Return, word for word, only the lines from the one containing "pub mod content_hasher;" through the last line of the entries.

Exercise input
# # #

// src/services/mod.rs
//! Anchoring workflow, verification and the HTTP surface.

pub mod anchor_orchestrator;
pub mod api_server;
pub mod content_hasher;
pub mod identity_binding;
pub mod verification_code;
pub mod verification_query;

# # #

The answer
pub mod content_hasher;
pub mod identity_binding;
pub mod verification_code;
pub mod verification_query;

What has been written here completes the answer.